‘Falcon’ LLM Model similar to ChatGPT

Falcon was built using custom tooling and leverages a unique data pipeline that can extract high-quality content out of web data and use it for training a custom codebase, independent from the works of NVIDIA, Microsoft, or HuggingFace.

A particular focus was put on data quality at scale. LLMs are notoriously sensitive to the quality of their training data, so significant care was taken in building a data pipeline that would both scale to tens of thousands of CPU cores for fast processing, and that would extract high-quality content from the web using extensive filtering and deduplication.

The architecture of Falcon was optimized for performance and efficiency. Combining high-quality data with these optimizations, Falcon significantly outperforms GPT-3 for only 75% of the training compute budget—and requires a fifth of the compute at inference time.

Falcon matches the performance of state-of-the-art LLMs from DeepMind, Google, and Anthropic.

Falcon was trained on –

Falcon is a 40 billion parameters autoregressive decoder-only model trained on 1 trillion tokens. It was trained on 384 GPUs on AWS over the course of two months.

Pretraining data was collected from public crawls of the web to build the pretraining dataset of Falcon. Using dumps from CommonCrawl, after significant filtering (to remove machine generated text and adult content) and deduplication, a pretraining dataset of nearly five trillion tokens was assembled.

To broaden Falcon abilities, this dataset was then extended with a few curated sources such as research papers and conversations from social media.

Finally, Falcon’s performance was validated against open-source benchmarks such as EAI Harness, HELM, and BigBench.

Potential UseCase –

Generate creative text and solve complex problems.

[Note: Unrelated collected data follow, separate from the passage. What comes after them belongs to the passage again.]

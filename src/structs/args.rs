//! # Kernel Arguments Module
//!
//! The plain argument block handed to every kernel invocation.
//!
//! The dispatcher owns one per call, fills in the loop extents for the
//! chosen sweep pattern, and passes it by reference to each kernel call.
//! It never outlives the call.

use crate::structs::quant::BinaryQuantParams;

#[derive(Debug, Clone, Copy, PartialEq, Eq)]
pub struct KernelArgs {
    /// Quantization of both inputs and the output. Float kernels ignore it.
    pub quant: BinaryQuantParams,
    /// Length of the contiguous inner run of a 2D kernel call.
    pub in_lc: usize,
    /// Number of inner runs of a 2D kernel call.
    pub out_lc: usize,
    /// Element count of a 1D kernel call.
    pub num_elm: usize,
    /// Set when the dispatcher exchanged the operands, so the kernel's first
    /// operand is the caller's second one.
    pub sign_flag: bool,
}

impl KernelArgs {
    pub fn new(quant: BinaryQuantParams) -> Self {
        KernelArgs { quant, in_lc: 0, out_lc: 0, num_elm: 0, sign_flag: false }
    }

    /// Exchanges the roles of the two inputs: their quantization parameters
    /// trade places and `sign_flag` records the swap.
    #[inline]
    pub fn swap_operands(&mut self) {
        self.quant.swap_inputs();
        self.sign_flag = true;
    }

    /// Puts a pair of kernel-side operands back into the caller's order.
    #[inline(always)]
    pub fn caller_order<T>(&self, a: T, b: T) -> (T, T) {
        if self.sign_flag { (b, a) } else { (a, b) }
    }
}

impl Default for KernelArgs {
    fn default() -> Self {
        KernelArgs::new(BinaryQuantParams::identity::<i8>())
    }
}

Used in chatbots, customer service operations, virtual assistants, language translation, content generation, and sentiment analysis.

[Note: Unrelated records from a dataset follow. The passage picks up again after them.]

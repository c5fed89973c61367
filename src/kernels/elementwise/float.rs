// Copyright Peter Bower 2025. All Rights Reserved.
// Licensed under MIT License.

//! # Float Arithmetic Kernels
//!
//! Portable 1D/2D kernels for `f32`/`f64` data. No zero point or multiplier
//! stage; an optional activation clamp is applied last.

use crate::enums::operators::ArithmeticOperator;
use crate::structs::args::KernelArgs;
use crate::traits::kernel::{BroadcastKernel, sweep_1d, sweep_2d};
use crate::traits::type_unions::Float;

/// Elementwise arithmetic on floats.
#[derive(Debug, Clone, Copy)]
pub struct FloatArithmetic<T> {
    operator: ArithmeticOperator,
    activation: Option<(T, T)>,
}

impl<T: Float> FloatArithmetic<T> {
    pub fn new(operator: ArithmeticOperator) -> Self {
        FloatArithmetic { operator, activation: None }
    }

    /// Clamps every result into `[min, max]`.
    pub fn with_activation(mut self, min: T, max: T) -> Self {
        self.activation = Some((min, max));
        self
    }

    #[inline(always)]
    fn apply(&self, a: T, b: T, args: &KernelArgs) -> T {
        // only subtract and divide care which operand came first
        let (x, y) = if self.operator.is_anti_symmetric() {
            args.caller_order(a, b)
        } else {
            (a, b)
        };
        let r = match self.operator {
            ArithmeticOperator::Add => x + y,
            ArithmeticOperator::Subtract => x - y,
            ArithmeticOperator::Multiply => x * y,
            ArithmeticOperator::Divide => x / y,
            ArithmeticOperator::Minimum => x.min(y),
            ArithmeticOperator::Maximum => x.max(y),
            ArithmeticOperator::SquaredDifference => (x - y) * (x - y),
        };
        match self.activation {
            Some((lo, hi)) => r.max(lo).min(hi),
            None => r,
        }
    }
}

impl<T: Float> BroadcastKernel for FloatArithmetic<T> {
    type In = T;
    type Out = T;

    fn run_2d(&self, out: &mut [T], a: &[T], b: &[T], args: &KernelArgs) {
        sweep_2d(out, a, b, args, |x, y| self.apply(x, y, args));
    }

    fn run_1d(&self, out: &mut [T], a: &[T], b: &[T], args: &KernelArgs) {
        sweep_1d(out, a, b, args, |x, y| self.apply(x, y, args));
    }
}

#[cfg(test)]
mod tests {
    use super::*;

    #[test]
    fn test_divide_respects_operand_order() {
        let k = FloatArithmetic::<f32>::new(ArithmeticOperator::Divide);
        let mut args = KernelArgs { num_elm: 2, ..KernelArgs::default() };
        let mut out = [0f32; 2];

        k.run_1d(&mut out, &[8.0, 2.0], &[4.0], &args);
        assert_eq!(out, [2.0, 0.5]);

        args.sign_flag = true;
        k.run_1d(&mut out, &[8.0, 2.0], &[4.0], &args);
        assert_eq!(out, [0.5, 2.0]);
    }

    #[test]
    fn test_all_operators_2d() {
        let args = KernelArgs { in_lc: 2, out_lc: 1, ..KernelArgs::default() };
        let a = [3.0f64, -1.0];
        let b = [2.0f64, 4.0];
        let cases = [
            (ArithmeticOperator::Add, [5.0, 3.0]),
            (ArithmeticOperator::Subtract, [1.0, -5.0]),
            (ArithmeticOperator::Multiply, [6.0, -4.0]),
            (ArithmeticOperator::Divide, [1.5, -0.25]),
            (ArithmeticOperator::Minimum, [2.0, -1.0]),
            (ArithmeticOperator::Maximum, [3.0, 4.0]),
            (ArithmeticOperator::SquaredDifference, [1.0, 25.0]),
        ];
        for (op, expected) in cases {
            let mut out = [0f64; 2];
            FloatArithmetic::new(op).run_2d(&mut out, &a, &b, &args);
            assert_eq!(out, expected, "{op}");
        }
    }

    #[test]
    fn test_activation_clamp() {
        let k = FloatArithmetic::<f32>::new(ArithmeticOperator::Add).with_activation(0.0, 6.0);
        let args = KernelArgs { num_elm: 3, ..KernelArgs::default() };
        let mut out = [0f32; 3];
        k.run_1d(&mut out, &[-5.0, 1.0, 10.0], &[1.0], &args);
        assert_eq!(out, [0.0, 2.0, 6.0]);
    }
}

Broad use cases are foreseen by Falcon, although we are most excited about applications to reduce and automate “repetitive” work.

Falcon will help Emirati companies and startups become more efficient, streamlining internal processes and giving back time for employees to focus on what matters.

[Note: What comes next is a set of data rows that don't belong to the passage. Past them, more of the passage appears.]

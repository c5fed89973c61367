//! # **Minbcast** - *Rank-4 Broadcast Dispatch for Quantized Elementwise Kernels*
//!
//! Resolves NumPy-style broadcasting between two rank-4 tensors and drives
//! elementwise kernels over the result with the cheapest sweep pattern
//! available.
//!
//! ## Layers
//! - **Resolver**: [`BroadcastPlan::resolve`] checks shape compatibility and
//!   derives per-input strides, zero on broadcast axes.
//! - **Dispatcher**: [`dispatch`] picks an [`IterationStrategy`] and calls a
//!   [`BroadcastKernel`]'s 2D or 1D inner loop, swapping operand roles where
//!   needed and recording that in [`KernelArgs::sign_flag`].
//! - **Kernels**: portable quantized (`int8`, `uint8`, `int16`) and float
//!   (`f32`, `f64`) arithmetic and comparison variants.
//! - **Requantization**: Q31 fixed-point multiplier/shift arithmetic with
//!   selectable rounding, see [`RequantMode`].
//! - **Entry points**: validating slice and [`Tensor4`] functions in
//!   [`kernels::routing`].
//!
//! ## Example
//! ```rust
//! use minbcast::{ArithmeticOperator, BinaryQuantParams, Tensor4, broadcast_quantized};
//!
//! let a = Tensor4::from_slice(&[4], &[1i8, 2, 3, 4]).unwrap();
//! let b = Tensor4::scalar(10i8);
//! let params = BinaryQuantParams::identity::<i8>();
//! let out = broadcast_quantized(ArithmeticOperator::Add, &a, &b, &params).unwrap();
//! assert_eq!(out.as_slice(), &[11, 12, 13, 14]);
//! ```
//!
//! ## Features
//! - `single_rounding`: default [`RequantMode`] becomes
//!   [`RequantMode::SingleRounding`].
//!
//! The crate emits `tracing` events (strategy selection at `trace`,
//! rejected inputs at `debug`) and installs no subscriber.

pub mod enums {
    pub mod error;
    pub mod operators;
}

pub mod structs {
    pub mod args;
    pub mod plan;
    pub mod quant;
    pub mod shape;
    pub mod tensor;
}

pub mod traits {
    pub mod kernel;
    pub mod type_unions;
}

pub mod kernels {
    pub mod dispatch;
    pub mod requant;
    pub mod elementwise {
        pub mod compare;
        pub mod float;
        pub mod quantized;
    }
    pub mod routing;
}

pub mod utils;

pub use enums::error::{KernelError, KernelResult, status_of};
pub use enums::operators::{ArithmeticOperator, ComparisonOperator};

pub use structs::args::KernelArgs;
pub use structs::plan::{BroadcastPlan, IterationStrategy};
pub use structs::quant::{AffineQuantization, BinaryQuantParams, QuantParams, RequantMode};
pub use structs::shape::{RANK, Shape4};
pub use structs::tensor::Tensor4;

pub use traits::kernel::BroadcastKernel;
pub use traits::type_unions::{Float, Quantized};

pub use kernels::dispatch::dispatch;
pub use kernels::elementwise::compare::{FloatComparison, QuantizedComparison};
pub use kernels::elementwise::float::FloatArithmetic;
pub use kernels::elementwise::quantized::QuantizedArithmetic;
pub use kernels::routing::{
    broadcast_compare_float, broadcast_compare_quantized, broadcast_float, broadcast_quantized,
    float_binary, float_compare, quantized_binary, quantized_compare,
};

pub use vec64::{Vec64, vec64};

At an individual level, chatbots embedding Falcon will be able to assist users in their daily lives.

Falcon 40B is Open Sourced

Technology Innovation Institute has publicly released the model’s weights for research and commercial use.
For researchers and developers this will make Falcon 40B, 7B more accessible, with it being based on released under the Apache License Version 2.0 (https://www.apache.org/licenses/LICENSE-2.0).